Return all lines of the records that contain the word "families".

^^^^

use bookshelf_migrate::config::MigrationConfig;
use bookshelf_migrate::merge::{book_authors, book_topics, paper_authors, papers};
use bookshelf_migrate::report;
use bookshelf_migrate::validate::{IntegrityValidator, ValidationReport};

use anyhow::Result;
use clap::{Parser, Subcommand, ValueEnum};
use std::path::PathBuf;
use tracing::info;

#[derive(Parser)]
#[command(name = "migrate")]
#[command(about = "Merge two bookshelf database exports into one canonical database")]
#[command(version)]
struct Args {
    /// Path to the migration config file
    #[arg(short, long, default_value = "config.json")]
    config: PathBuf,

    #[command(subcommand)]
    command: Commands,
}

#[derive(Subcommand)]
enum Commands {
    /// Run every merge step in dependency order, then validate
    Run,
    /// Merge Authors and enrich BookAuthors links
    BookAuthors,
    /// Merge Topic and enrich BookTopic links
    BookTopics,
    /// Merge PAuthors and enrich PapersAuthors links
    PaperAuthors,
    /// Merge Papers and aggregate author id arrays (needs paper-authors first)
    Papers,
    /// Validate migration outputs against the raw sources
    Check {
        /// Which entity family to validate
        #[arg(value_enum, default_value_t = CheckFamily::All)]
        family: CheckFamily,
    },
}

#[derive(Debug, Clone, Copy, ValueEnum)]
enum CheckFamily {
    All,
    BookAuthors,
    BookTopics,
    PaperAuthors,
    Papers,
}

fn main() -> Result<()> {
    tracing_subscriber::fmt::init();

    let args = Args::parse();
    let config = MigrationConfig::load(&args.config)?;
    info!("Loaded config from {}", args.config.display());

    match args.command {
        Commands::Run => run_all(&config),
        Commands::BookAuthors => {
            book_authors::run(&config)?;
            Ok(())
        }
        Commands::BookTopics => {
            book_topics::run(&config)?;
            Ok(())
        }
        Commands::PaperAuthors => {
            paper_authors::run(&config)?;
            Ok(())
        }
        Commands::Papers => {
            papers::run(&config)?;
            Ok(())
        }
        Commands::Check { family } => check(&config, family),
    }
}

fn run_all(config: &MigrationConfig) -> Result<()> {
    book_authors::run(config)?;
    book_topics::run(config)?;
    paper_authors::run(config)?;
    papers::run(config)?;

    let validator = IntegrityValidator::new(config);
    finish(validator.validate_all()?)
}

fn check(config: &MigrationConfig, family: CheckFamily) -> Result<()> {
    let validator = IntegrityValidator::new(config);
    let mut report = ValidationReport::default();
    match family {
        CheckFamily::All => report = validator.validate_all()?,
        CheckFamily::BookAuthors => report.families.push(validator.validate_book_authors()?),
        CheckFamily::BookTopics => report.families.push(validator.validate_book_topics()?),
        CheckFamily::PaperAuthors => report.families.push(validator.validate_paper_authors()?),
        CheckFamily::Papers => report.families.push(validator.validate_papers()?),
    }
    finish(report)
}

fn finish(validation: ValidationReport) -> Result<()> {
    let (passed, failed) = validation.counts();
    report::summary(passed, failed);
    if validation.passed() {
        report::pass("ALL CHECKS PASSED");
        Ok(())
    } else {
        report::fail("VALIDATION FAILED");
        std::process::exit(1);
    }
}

^^^^

Task result:
        CheckFamily::BookAuthors => report.families.push(validator.validate_book_authors()?),
        CheckFamily::BookTopics => report.families.push(validator.validate_book_topics()?),
        CheckFamily::PaperAuthors => report.families.push(validator.validate_paper_authors()?),
        CheckFamily::Papers => report.families.push(validator.validate_papers()?),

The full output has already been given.